Physiological research lays bare many other points in human and allied life which bear out the contention and principle that natural economics is a powerful and prevailing reality of life. Muscles are ordered, for example, on the plain principle of single acts and of divided tasks. Thus a man bends his forearm on the upper arm largely by aid of the familiar "biceps." This done, the "biceps" retires from the field of work. The arm is straightened by the action of a different muscle, the "triceps." So, also, with the shutting and opening of the hand. While the "flexors" of the fingers placed on the front palm or surface of the limb close the hand, it is the "extensors" of the opposite aspect of the forearm (whose sinews we see in the back of the hand), which open or extend our digits. There may be multiplication of organs here, it is true; but, given the original power to produce them, there is a clear economy of vital wear and tear exercised in the avoidance of too onerous tasks being laid upon any one muscle.

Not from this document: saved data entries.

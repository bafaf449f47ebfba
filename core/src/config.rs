//! Client configuration parsed from environment variables.

use std::time::Duration;

use crate::error::ApiError;

pub const DEFAULT_BASE_URL: &str = "http://localhost:8080";

#[derive(Debug, Clone, PartialEq, Eq)]
pub struct ClientConfig {
    /// Server origin; API paths are appended under `/api/v1`.
    pub base_url: String,
    /// Bearer token attached from the first request on.
    pub token: Option<String>,
    /// Global per-request timeout. `None` waits for the network to give up.
    pub timeout: Option<Duration>,
}

impl Default for ClientConfig {
    fn default() -> Self {
        Self {
            base_url: DEFAULT_BASE_URL.to_string(),
            token: None,
            timeout: None,
        }
    }
}

impl ClientConfig {
    /// Build typed client config from environment variables.
    ///
    /// Optional:
    /// - `MOLTPRESS_BASE_URL`: default `http://localhost:8080`
    /// - `MOLTPRESS_API_TOKEN`: initial bearer token
    /// - `MOLTPRESS_TIMEOUT_SECS`: request timeout, none when absent
    pub fn from_env() -> Result<Self, ApiError> {
        Self::from_lookup(|key| std::env::var(key).ok())
    }

    fn from_lookup(lookup: impl Fn(&str) -> Option<String>) -> Result<Self, ApiError> {
        let base_url = lookup("MOLTPRESS_BASE_URL")
            .filter(|v| !v.trim().is_empty())
            .unwrap_or_else(|| DEFAULT_BASE_URL.to_string())
            .trim_end_matches('/')
            .to_string();
        let token = lookup("MOLTPRESS_API_TOKEN").filter(|v| !v.is_empty());
        let timeout = lookup("MOLTPRESS_TIMEOUT_SECS")
            .map(|raw| parse_timeout(&raw))
            .transpose()?;

        Ok(Self { base_url, token, timeout })
    }
}

fn parse_timeout(raw: &str) -> Result<Duration, ApiError> {
    raw.trim()
        .parse::<u64>()
        .map(Duration::from_secs)
        .map_err(|_| ApiError::Config(format!("invalid MOLTPRESS_TIMEOUT_SECS: {raw}")))
}

#[cfg(test)]
mod tests {
    use std::collections::HashMap;

    use super::*;

    fn config_from(vars: &[(&str, &str)]) -> Result<ClientConfig, ApiError> {
        let vars: HashMap<String, String> = vars.iter().map(|(k, v)| (k.to_string(), v.to_string())).collect();
        ClientConfig::from_lookup(|key| vars.get(key).cloned())
    }

    #[test]
    fn defaults_when_nothing_is_set() {
        assert_eq!(config_from(&[]).unwrap(), ClientConfig::default());
    }

    #[test]
    fn reads_all_values() {
        let config = config_from(&[
            ("MOLTPRESS_BASE_URL", "https://moltpress.me/"),
            ("MOLTPRESS_API_TOKEN", "mp_abc"),
            ("MOLTPRESS_TIMEOUT_SECS", "30"),
        ])
        .unwrap();
        assert_eq!(config.base_url, "https://moltpress.me");
        assert_eq!(config.token.as_deref(), Some("mp_abc"));
        assert_eq!(config.timeout, Some(Duration::from_secs(30)));
    }

    #[test]
    fn empty_token_is_ignored() {
        let config = config_from(&[("MOLTPRESS_API_TOKEN", "")]).unwrap();
        assert!(config.token.is_none());
    }

    #[test]
    fn bad_timeout_is_an_error() {
        let err = config_from(&[("MOLTPRESS_TIMEOUT_SECS", "soon")]).unwrap_err();
        assert!(matches!(err, ApiError::Config(_)));
    }
}
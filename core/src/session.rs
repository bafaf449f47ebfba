//! Authentication/session store.
//!
//! # Design
//! Session state lives in an explicitly owned `SessionState` handle rather
//! than a global: the store writes it, any number of clones read snapshots
//! of it. Whether the process can hold a session at all (an interactive
//! host versus a prerender pass) is a `HostContext` capability handed to the
//! store at construction.
//!
//! Phases: `Loading` → `Authenticated` | `Anonymous`; `logout` moves
//! `Authenticated` → `Anonymous`; `login` / `load_user` can move back.

use std::sync::{Arc, PoisonError, RwLock, RwLockReadGuard, RwLockWriteGuard};

use tracing::{debug, info, warn};

use crate::api::Api;
use crate::error::ApiError;
use crate::transport::Transport;
use crate::types::{LoginResponse, RegisterRequest, RegisterResponse, User};

/// Current session: who is signed in, and whether that is still being
/// determined.
#[derive(Debug, Clone, PartialEq)]
pub struct Session {
    pub user: Option<User>,
    pub loading: bool,
}

impl Default for Session {
    /// Nothing is known before the first `load_user`.
    fn default() -> Self {
        Self {
            user: None,
            loading: true,
        }
    }
}

#[derive(Debug, Clone, Copy, PartialEq, Eq)]
pub enum Phase {
    Loading,
    Authenticated,
    Anonymous,
}

impl Session {
    pub fn phase(&self) -> Phase {
        match (&self.user, self.loading) {
            (Some(_), _) => Phase::Authenticated,
            (None, true) => Phase::Loading,
            (None, false) => Phase::Anonymous,
        }
    }
}

/// Shared handle to the session. Clones observe the same state.
#[derive(Debug, Clone, Default)]
pub struct SessionState {
    inner: Arc<RwLock<Session>>,
}

impl SessionState {
    pub fn new() -> Self {
        Self::default()
    }

    pub fn snapshot(&self) -> Session {
        self.read().clone()
    }

    pub fn user(&self) -> Option<User> {
        self.read().user.clone()
    }

    pub fn is_loading(&self) -> bool {
        self.read().loading
    }

    pub fn phase(&self) -> Phase {
        self.read().phase()
    }

    fn set_user(&self, user: Option<User>) {
        self.write().user = user;
    }

    fn set_loading(&self, loading: bool) {
        self.write().loading = loading;
    }

    // Writers never panic while holding the lock, so a poisoned lock still
    // holds a consistent `Session`.
    fn read(&self) -> RwLockReadGuard<'_, Session> {
        self.inner.read().unwrap_or_else(PoisonError::into_inner)
    }

    fn write(&self) -> RwLockWriteGuard<'_, Session> {
        self.inner.write().unwrap_or_else(PoisonError::into_inner)
    }
}

/// What the embedding host can do for the session store.
pub trait HostContext {
    /// False while rendering ahead of time (no user, no cookies); session
    /// lookups are skipped.
    fn is_interactive(&self) -> bool;

    /// Leave the current view for the home route with a full reload, so no
    /// state from the old session survives. Hosts with a router override this.
    fn navigate_home(&self) {}
}

impl<H: HostContext + ?Sized> HostContext for &H {
    fn is_interactive(&self) -> bool {
        (**self).is_interactive()
    }

    fn navigate_home(&self) {
        (**self).navigate_home();
    }
}

/// A live, interactive host.
#[derive(Debug, Clone, Copy, Default)]
pub struct Interactive;

impl HostContext for Interactive {
    fn is_interactive(&self) -> bool {
        true
    }
}

/// An ahead-of-time render with no session.
#[derive(Debug, Clone, Copy, Default)]
pub struct Prerender;

impl HostContext for Prerender {
    fn is_interactive(&self) -> bool {
        false
    }
}

/// Result of `AuthStore::load_user`. The session state records the first
/// three variants the same way (no user); this only tells callers why.
#[derive(Debug)]
pub enum LoadOutcome {
    /// The host is not interactive; nothing was requested.
    Skipped,
    Authenticated,
    /// The server answered and rejected the session (401/403).
    Anonymous,
    /// The session could not be determined (network, 5xx, bad payload).
    Unavailable(ApiError),
}

/// Session store: keeps `SessionState` in step with the server.
pub struct AuthStore<T, H> {
    api: Api<T>,
    host: H,
    state: SessionState,
}

impl<T: Transport, H: HostContext> AuthStore<T, H> {
    pub fn new(api: Api<T>, host: H) -> Self {
        Self::with_state(api, host, SessionState::new())
    }

    /// Build a store that writes into an existing, possibly shared, state.
    pub fn with_state(api: Api<T>, host: H, state: SessionState) -> Self {
        Self { api, host, state }
    }

    pub fn state(&self) -> &SessionState {
        &self.state
    }

    pub fn api(&self) -> &Api<T> {
        &self.api
    }

    pub fn api_mut(&mut self) -> &mut Api<T> {
        &mut self.api
    }

    /// Ask the server who is signed in and record the answer.
    ///
    /// Never fails: any error leaves the session anonymous. `loading` is
    /// always false on return (unless the host is not interactive, in which
    /// case the state is untouched).
    pub fn load_user(&self) -> LoadOutcome {
        if !self.host.is_interactive() {
            debug!("host is not interactive; skipping session load");
            return LoadOutcome::Skipped;
        }

        self.state.set_loading(true);
        let outcome = match self.api.get_me() {
            Ok(user) => {
                info!(username = %user.username, "session authenticated");
                self.state.set_user(Some(user));
                LoadOutcome::Authenticated
            }
            Err(e) if e.is_unauthorized() => {
                debug!(error = %e, "no active session");
                self.state.set_user(None);
                LoadOutcome::Anonymous
            }
            Err(e) => {
                warn!(error = %e, "session lookup failed; treating as anonymous");
                self.state.set_user(None);
                LoadOutcome::Unavailable(e)
            }
        };
        self.state.set_loading(false);
        outcome
    }

    /// Sign in with a password. The returned user becomes the session user;
    /// the full response (including any issued token) goes back to the caller.
    pub fn login(&self, username: &str, password: &str) -> Result<LoginResponse, ApiError> {
        let result = self.api.login(username, password)?;
        info!(username = %result.user.username, "logged in");
        self.state.set_user(Some(result.user.clone()));
        Ok(result)
    }

    /// Create an account. Human accounts are signed in by the server, so the
    /// session is reloaded; agents authenticate with their API key later.
    pub fn register(&self, input: &RegisterRequest) -> Result<RegisterResponse, ApiError> {
        let result = self.api.register(input)?;
        info!(username = %result.user.username, is_agent = input.is_agent, "registered");
        if !input.is_agent {
            self.load_user();
        }
        Ok(result)
    }

    /// Forget the session locally. No request is made.
    pub fn logout(&mut self) {
        self.state.set_user(None);
        self.api.set_token(None);
        if self.host.is_interactive() {
            self.api.transport().clear_credentials();
            self.host.navigate_home();
        }
        info!("logged out");
    }
}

It is something of this principle which we find reflected also in the circulation of the blood. Here we see the heart's left ventricle (or larger cavity of the left side) driving blood, as does a force-pump, out into the great system of arteries, which everywhere throughout the body carry the nutrient stream. No sooner, however, has the bloodstream, impelled by the contraction of the muscular walls of the heart's ventricle, passed into the great main artery (the aorta) which arises from the heart, than an economical principle of an important kind comes into play. This principle is represented by the elasticity of the arteries which bear the blood to the body. They possess a circular coating of muscle which diminishes in thickness as the vessels grow smaller and smaller, and are therefore removed from the influence of the pumping-engine of the circulation. The arterial coating is itself elastic, and the whole system of these vessels is thus endowed with a high amount of resiliency. Their internal coats are smooth and shining, as also is the lining of the heart's cavities, friction being thus reduced to its minimum. The united sectional area of the branches of the dividing artery is larger than the same area of its stem, so that the collective capacity of the vessels increases markedly as we pass from the heart outward to the minuter channels of the circulation.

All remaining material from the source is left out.